__What the task asks__
Look through the data below and return each line where "MimeType" appears.

Stored data:
//! Short-URL handlers: public redirect resolution and deletion.

use std::sync::Arc;

use axum::extract::{Path, State};
use axum::http::{HeaderValue, StatusCode};
use axum::response::{IntoResponse, Response};
use axum::Extension;
use chrono::Utc;
use percent_encoding::{utf8_percent_encode, AsciiSet, NON_ALPHANUMERIC};

use crate::auth::AuthContext;
use crate::cache::ShortResolution;
use crate::errors::ApiError;
use crate::AppState;

/// Percent-encoding for redirect targets: keep `/` and path-safe chars.
const REDIRECT_PATH_SET: &AsciiSet = &NON_ALPHANUMERIC
    .remove(b'/')
    .remove(b'.')
    .remove(b'_')
    .remove(b'-');

/// Resolve a code into `(bucket_id, file_path)`, cache-first.
///
/// The owning bucket's expiry is cached beside the target and re-checked
/// on every hit, so an unsweeped expired bucket never serves a redirect.
async fn resolve(state: &AppState, code: &str) -> Result<Option<ShortResolution>, ApiError> {
    let now = Utc::now();

    if let Some(resolution) = state.cache.get_short_url(code) {
        if matches!(resolution.bucket_expires_at, Some(at) if at <= now) {
            return Ok(None);
        }
        return Ok(Some(resolution));
    }

    let Some(row) = state.metadata.get_short_url(code).await? else {
        return Ok(None);
    };
    let Some(bucket) = state.metadata.get_bucket(&row.bucket_id).await? else {
        return Ok(None);
    };
    if bucket.is_expired(now) {
        return Ok(None);
    }

    let resolution = ShortResolution {
        bucket_id: row.bucket_id,
        file_path: row.file_path,
        bucket_expires_at: bucket.expires_at,
    };
    state.cache.put_short_url(code, resolution.clone());
    Ok(Some(resolution))
}

/// `GET /s/{code}` -- 302 to the file's content URL.
pub async fn redirect_short_url(
    State(state): State<Arc<AppState>>,
    Path(code): Path<String>,
) -> Result<Response, ApiError> {
    let resolution = resolve(&state, &code)
        .await?
        .ok_or_else(|| ApiError::not_found("short code"))?;

    let encoded_path =
        utf8_percent_encode(&resolution.file_path, REDIRECT_PATH_SET).to_string();
    let target = format!(
        "/api/buckets/{}/files/{}/content",
        resolution.bucket_id, encoded_path
    );

    // 302 Found, by hand: axum's Redirect constructors only cover 303/307/308.
    let mut response = StatusCode::FOUND.into_response();
    response.headers_mut().insert(
        "location",
        HeaderValue::from_str(&target).map_err(anyhow::Error::from)?,
    );
    Ok(response)
}

/// `DELETE /api/short/{code}` -- remove the reverse row only; the file
/// keeps existing (and keeps its stored code).
pub async fn delete_short_url(
    State(state): State<Arc<AppState>>,
    Path(code): Path<String>,
    Extension(auth): Extension<AuthContext>,
) -> Result<Response, ApiError> {
    if auth.is_public() {
        return Err(ApiError::forbidden("a credential is required"));
    }

    let row = state
        .metadata
        .get_short_url(&code)
        .await?
        .ok_or_else(|| ApiError::not_found("short code"))?;

    let manages = match state.metadata.get_bucket(&row.bucket_id).await? {
        Some(bucket) => auth.can_manage(&bucket.owner),
        // Orphaned rows are admin-cleanable.
        None => auth.is_admin(),
    };
    if !manages {
        return Err(ApiError::forbidden("you do not manage this bucket"));
    }

    state.metadata.delete_short_url(&code).await?;
    state.cache.invalidate(&crate::cache::short_url_key(&code));
    Ok(StatusCode::NO_CONTENT.into_response())
}
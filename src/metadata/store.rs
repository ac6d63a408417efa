//! Metadata store trait and record types.
//!
//! Buckets, files, API keys, short URLs, and upload tokens are persisted
//! through the [`MetadataStore`] trait.  Cascades (bucket → files, short
//! urls, tokens, blobs) are enforced by the callers, not by SQL foreign
//! keys, so blob cleanup and cache invalidation stay aligned with row
//! deletion.

use std::future::Future;
use std::pin::Pin;

use chrono::{DateTime, Utc};
use serde::Serialize;

/// The current instant truncated to the store's millisecond resolution,
/// so a record read back from the store equals the one that was written.
pub fn now() -> DateTime<Utc> {
    let now = Utc::now();
    let sub_millis = i64::from(now.timestamp_subsec_nanos() % 1_000_000);
    now - chrono::Duration::nanoseconds(sub_millis)
}

/// A bucket: a named, optionally time-bounded namespace for files.
#[derive(Debug, Clone, Serialize)]
pub struct BucketRecord {
    pub id: String,
    pub name: String,
    #[serde(skip_serializing_if = "Option::is_none")]
    pub description: Option<String>,
    pub owner: String,
    #[serde(skip_serializing_if = "Option::is_none")]
    pub owner_key_prefix: Option<String>,
    pub created_at: DateTime<Utc>,
    #[serde(skip_serializing_if = "Option::is_none")]
    pub expires_at: Option<DateTime<Utc>>,
    #[serde(skip_serializing_if = "Option::is_none")]
    pub last_used_at: Option<DateTime<Utc>>,
    pub file_count: i64,
    pub total_size: i64,
    pub download_count: i64,
}

impl BucketRecord {
    /// Whether the bucket has passed its expiry instant.
    pub fn is_expired(&self, now: DateTime<Utc>) -> bool {
        matches!(self.expires_at, Some(at) if at <= now)
    }
}

/// One stored file. Composite key `(bucket_id, path)`; `path` is the
/// lowercased URL-decoded logical path and `name` its final segment.
#[derive(Debug, Clone, Serialize)]
pub struct FileRecord {
    pub bucket_id: String,
    pub path: String,
    pub name: String,
    pub size: i64,
    pub mime_type: String,
    #[serde(skip_serializing_if = "Option::is_none")]
    pub short_code: Option<String>,
    pub created_at: DateTime<Utc>,
    pub updated_at: DateTime<Utc>,
}

/// Reverse index row for a short code.
#[derive(Debug, Clone)]
pub struct ShortUrlRecord {
    pub code: String,
    pub bucket_id: String,
    pub file_path: String,
    pub created_at: DateTime<Utc>,
}

/// A long-lived API credential. Only the prefix and the SHA-256 digest of
/// the secret portion are stored.
#[derive(Debug, Clone, Serialize)]
pub struct ApiKeyRecord {
    pub prefix: String,
    #[serde(skip)]
    pub hashed_secret: String,
    pub name: String,
    pub created_at: DateTime<Utc>,
    #[serde(skip_serializing_if = "Option::is_none")]
    pub last_used_at: Option<DateTime<Utc>>,
}

/// A scoped single-bucket write grant.
#[derive(Debug, Clone, Serialize)]
pub struct UploadTokenRecord {
    pub token: String,
    pub bucket_id: String,
    pub created_at: DateTime<Utc>,
    pub expires_at: DateTime<Utc>,
    #[serde(skip_serializing_if = "Option::is_none")]
    pub max_uploads: Option<i64>,
    pub uploads_used: i64,
}

impl UploadTokenRecord {
    /// Whether the token can still authorize an upload.
    pub fn is_valid(&self, now: DateTime<Utc>) -> bool {
        if self.expires_at <= now {
            return false;
        }
        match self.max_uploads {
            Some(max) => self.uploads_used < max,
            None => true,
        }
    }
}

// -- Query types --------------------------------------------------------------

/// Sort order shared by list queries.
#[derive(Debug, Clone, Copy, PartialEq, Eq, Default)]
pub enum SortOrder {
    Asc,
    #[default]
    Desc,
}

impl SortOrder {
    pub fn parse(s: &str) -> Option<Self> {
        match s {
            "asc" => Some(SortOrder::Asc),
            "desc" => Some(SortOrder::Desc),
            _ => None,
        }
    }

    pub fn sql(self) -> &'static str {
        match self {
            SortOrder::Asc => "ASC",
            SortOrder::Desc => "DESC",
        }
    }
}

/// Bucket list sort keys.
#[derive(Debug, Clone, Copy, PartialEq, Eq, Default)]
pub enum BucketSort {
    Name,
    #[default]
    CreatedAt,
    ExpiresAt,
    LastUsedAt,
    TotalSize,
}

impl BucketSort {
    pub fn parse(s: &str) -> Option<Self> {
        match s {
            "name" => Some(BucketSort::Name),
            "created_at" => Some(BucketSort::CreatedAt),
            "expires_at" => Some(BucketSort::ExpiresAt),
            "last_used_at" => Some(BucketSort::LastUsedAt),
            "total_size" => Some(BucketSort::TotalSize),
            _ => None,
        }
    }

    pub fn sql(self) -> &'static str {
        match self {
            BucketSort::Name => "name",
            BucketSort::CreatedAt => "created_at",
            BucketSort::ExpiresAt => "expires_at",
            BucketSort::LastUsedAt => "last_used_at",
            BucketSort::TotalSize => "total_size",
        }
    }
}

/// File list sort keys.
#[derive(Debug, Clone, Copy, PartialEq, Eq)]
pub enum FileSort {
    Name,
    Path,
    Size,
    CreatedAt,
    UpdatedAt,
    MimeType,
}

impl Default for FileSort {
    fn default() -> Self {
        FileSort::Path
    }
}

impl FileSort {
    pub fn parse(s: &str) -> Option<Self> {
        match s {
            "name" => Some(FileSort::Name),
            "path" => Some(FileSort::Path),
            "size" => Some(FileSort::Size),
            "created_at" => Some(FileSort::CreatedAt),
            "updated_at" => Some(FileSort::UpdatedAt),
            "mime_type" => Some(FileSort::MimeType),
            _ => None,
        }
    }

    pub fn sql(self) -> &'static str {
        match self {
            FileSort::Name => "name",
            FileSort::Path => "path",
            FileSort::Size => "size",
            FileSort::CreatedAt => "created_at",
            FileSort::UpdatedAt => "updated_at",
            FileSort::MimeType => "mime_type",
        }
    }
}

/// Filter, sort, and page parameters for bucket listing.
#[derive(Debug, Clone, Default)]
pub struct BucketListQuery {
    /// Restrict to buckets with this owner name (`None` = all).
    pub owner: Option<String>,
    /// Include rows whose `expires_at` has passed.
    pub include_expired: bool,
    pub sort: BucketSort,
    pub order: SortOrder,
    pub limit: i64,
    pub offset: i64,
}

/// Sort and page parameters for file listing.
#[derive(Debug, Clone)]
pub struct FileListQuery {
    pub sort: FileSort,
    pub order: SortOrder,
    pub limit: i64,
    pub offset: i64,
}

/// Field updates for a bucket PATCH. `expires_at` uses two levels of
/// `Option`: outer absent = leave unchanged, inner `None` = clear expiry.
#[derive(Debug, Clone, Default)]
pub struct BucketPatch {
    pub name: Option<String>,
    pub description: Option<String>,
    pub expires_at: Option<Option<DateTime<Utc>>>,
}

/// System-wide totals for the stats endpoint.
#[derive(Debug, Clone, Serialize)]
pub struct StatsTotals {
    pub total_buckets: i64,
    pub total_files: i64,
    pub total_size: i64,
    pub total_keys: i64,
    pub total_downloads: i64,
}

/// Per-owner storage aggregate (expired buckets excluded).
#[derive(Debug, Clone, Serialize)]
pub struct OwnerUsage {
    pub owner: String,
    pub bucket_count: i64,
    pub total_size: i64,
}

/// Aggregate usage of the buckets created by one API key.
#[derive(Debug, Clone, Serialize)]
pub struct KeyUsage {
    pub bucket_count: i64,
    pub file_count: i64,
    pub total_size: i64,
    pub download_count: i64,
}

type BoxFuture<'a, T> = Pin<Box<dyn Future<Output = anyhow::Result<T>> + Send + 'a>>;

/// Persistent store for all CarbonFiles metadata.
pub trait MetadataStore: Send + Sync {
    // -- Health --------------------------------------------------------------

    /// Cheap reachability probe for `/healthz`.
    fn ping(&self) -> BoxFuture<'_, ()>;

    // -- Buckets -------------------------------------------------------------

    fn create_bucket(&self, record: BucketRecord) -> BoxFuture<'_, ()>;

    fn get_bucket(&self, id: &str) -> BoxFuture<'_, Option<BucketRecord>>;

    fn bucket_id_exists(&self, id: &str) -> BoxFuture<'_, bool>;

    /// List buckets with filtering, sorting, and paging. Returns the page
    /// and the total row count before paging.
    fn list_buckets(&self, query: BucketListQuery)
        -> BoxFuture<'_, (Vec<BucketRecord>, i64)>;

    /// Apply a partial update. Returns false when the bucket is missing.
    fn update_bucket(&self, id: &str, patch: BucketPatch) -> BoxFuture<'_, bool>;

    fn delete_bucket(&self, id: &str) -> BoxFuture<'_, ()>;

    /// Adjust the aggregate counters by the given deltas.
    fn apply_file_delta(
        &self,
        id: &str,
        file_delta: i64,
        size_delta: i64,
    ) -> BoxFuture<'_, ()>;

    /// Stamp `last_used_at` to now.
    fn touch_bucket_last_used(&self, id: &str) -> BoxFuture<'_, ()>;

    fn increment_download_count(&self, id: &str) -> BoxFuture<'_, ()>;

    /// Buckets whose `expires_at` has passed `now`.
    fn list_expired(&self, now: DateTime<Utc>) -> BoxFuture<'_, Vec<BucketRecord>>;

    // -- Files ---------------------------------------------------------------

    fn insert_file(&self, record: FileRecord) -> BoxFuture<'_, ()>;

    fn get_file(&self, bucket_id: &str, path: &str) -> BoxFuture<'_, Option<FileRecord>>;

    /// Update size and `updated_at` for an existing row. Returns the old
    /// size, or `None` when no row exists.
    fn update_file_size(
        &self,
        bucket_id: &str,
        path: &str,
        new_size: i64,
        updated_at: DateTime<Utc>,
    ) -> BoxFuture<'_, Option<i64>>;

    /// Delete a file row, returning it for cascade bookkeeping.
    fn delete_file(&self, bucket_id: &str, path: &str)
        -> BoxFuture<'_, Option<FileRecord>>;

    fn list_files(
        &self,
        bucket_id: &str,
        query: FileListQuery,
    ) -> BoxFuture<'_, (Vec<FileRecord>, i64)>;

    /// All files of a bucket ordered by path (summary, ZIP, cascades).
    fn files_for_bucket(&self, bucket_id: &str) -> BoxFuture<'_, Vec<FileRecord>>;

    fn delete_files_for_bucket(&self, bucket_id: &str) -> BoxFuture<'_, ()>;

    // -- API keys ------------------------------------------------------------

    fn insert_api_key(&self, record: ApiKeyRecord) -> BoxFuture<'_, ()>;

    fn get_api_key(&self, prefix: &str) -> BoxFuture<'_, Option<ApiKeyRecord>>;

    fn list_api_keys(&self) -> BoxFuture<'_, Vec<ApiKeyRecord>>;

    /// Returns false when no such key exists.
    fn delete_api_key(&self, prefix: &str) -> BoxFuture<'_, bool>;

    fn touch_api_key(&self, prefix: &str) -> BoxFuture<'_, ()>;

    /// Aggregates over the buckets this key created.
    fn key_usage(&self, prefix: &str) -> BoxFuture<'_, KeyUsage>;

    // -- Short URLs ----------------------------------------------------------

    /// Insert a short-url row. Returns false when the code is taken.
    fn insert_short_url(&self, record: ShortUrlRecord) -> BoxFuture<'_, bool>;

    fn get_short_url(&self, code: &str) -> BoxFuture<'_, Option<ShortUrlRecord>>;

    /// Returns false when no such code exists.
    fn delete_short_url(&self, code: &str) -> BoxFuture<'_, bool>;

    fn delete_short_url_for_path(&self, bucket_id: &str, path: &str) -> BoxFuture<'_, ()>;

    fn delete_short_urls_for_bucket(&self, bucket_id: &str) -> BoxFuture<'_, ()>;

    // -- Upload tokens -------------------------------------------------------

    fn insert_upload_token(&self, record: UploadTokenRecord) -> BoxFuture<'_, ()>;

    fn get_upload_token(&self, token: &str) -> BoxFuture<'_, Option<UploadTokenRecord>>;

    /// Atomically add `count` to `uploads_used`.
    fn increment_token_usage(&self, token: &str, count: i64) -> BoxFuture<'_, ()>;

    fn delete_upload_tokens_for_bucket(&self, bucket_id: &str) -> BoxFuture<'_, ()>;

    // -- Stats ---------------------------------------------------------------

    fn stats_totals(&self) -> BoxFuture<'_, StatsTotals>;

    fn storage_by_owner(&self, now: DateTime<Utc>) -> BoxFuture<'_, Vec<OwnerUsage>>;
}
//! WebSocket endpoint for the notification hub.
//!
//! Clients connect to `GET /ws` and manage group membership with JSON
//! frames:
//!
//! ```json
//! {"action": "subscribe", "group": "bucket:abc123defg"}
//! {"action": "unsubscribe", "group": "bucket:abc123defg"}
//! ```
//!
//! The `global` group needs an Admin credential at the handshake, passed
//! either as a bearer header or an `auth` query parameter (browser
//! WebSocket clients cannot set headers).

use std::collections::HashMap;
use std::sync::Arc;

use axum::extract::ws::{Message, WebSocket, WebSocketUpgrade};
use axum::extract::{Query, State};
use axum::http::HeaderMap;
use axum::response::Response;
use futures::{SinkExt, StreamExt};
use serde::Deserialize;
use tracing::debug;

use crate::auth;
use crate::AppState;

#[derive(Debug, Deserialize)]
struct ClientFrame {
    action: String,
    group: String,
}

/// `GET /ws` -- upgrade to the notification stream.
pub async fn ws_handler(
    State(state): State<Arc<AppState>>,
    Query(params): Query<HashMap<String, String>>,
    headers: HeaderMap,
    ws: WebSocketUpgrade,
) -> Response {
    let bearer = headers
        .get("authorization")
        .and_then(|v| v.to_str().ok())
        .and_then(|v| v.strip_prefix("Bearer "))
        .map(str::to_string)
        .or_else(|| params.get("auth").cloned());

    let context = auth::resolve(&state, bearer.as_deref())
        .await
        .unwrap_or(auth::AuthContext::Public);
    let is_admin = context.is_admin();

    ws.on_upgrade(move |socket| handle_socket(state, socket, is_admin))
}

async fn handle_socket(state: Arc<AppState>, socket: WebSocket, is_admin: bool) {
    let (conn, mut events) = state.hub.register(is_admin);
    let (mut sink, mut stream) = socket.split();
    debug!(conn, is_admin, "notification connection opened");

    loop {
        tokio::select! {
            event = events.recv() => {
                match event {
                    Some(payload) => {
                        if sink.send(Message::Text(payload)).await.is_err() {
                            break;
                        }
                    }
                    None => break,
                }
            }
            frame = stream.next() => {
                match frame {
                    Some(Ok(Message::Text(text))) => {
                        let reply = handle_frame(&state, conn, &text);
                        if sink.send(Message::Text(reply)).await.is_err() {
                            break;
                        }
                    }
                    Some(Ok(Message::Ping(payload))) => {
                        if sink.send(Message::Pong(payload)).await.is_err() {
                            break;
                        }
                    }
                    Some(Ok(Message::Close(_))) | Some(Err(_)) | None => break,
                    Some(Ok(_)) => {}
                }
            }
        }
    }

    state.hub.disconnect(conn);
    debug!(conn, "notification connection closed");
}

fn handle_frame(state: &AppState, conn: crate::hub::ConnId, text: &str) -> String {
    let frame: ClientFrame = match serde_json::from_str(text) {
        Ok(frame) => frame,
        Err(_) => {
            return serde_json::json!({
                "type": "error",
                "error": "frames must be {\"action\": ..., \"group\": ...}",
            })
            .to_string()
        }
    };

    match frame.action.as_str() {
        "subscribe" => {
            if state.hub.subscribe(conn, &frame.group) {
                serde_json::json!({"type": "subscribed", "group": frame.group}).to_string()
            } else {
                serde_json::json!({
                    "type": "error",
                    "error": "subscription refused",
                    "group": frame.group,
                })
                .to_string()
            }
        }
        "unsubscribe" => {
            state.hub.unsubscribe(conn, &frame.group);
            serde_json::json!({"type": "unsubscribed", "group": frame.group}).to_string()
        }
        other => serde_json::json!({
            "type": "error",
            "error": format!("unknown action: {other}"),
        })
        .to_string(),
    }
}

__Response__
    MimeType,
            "mime_type" => Some(FileSort::MimeType),
            FileSort::MimeType => "mime_type",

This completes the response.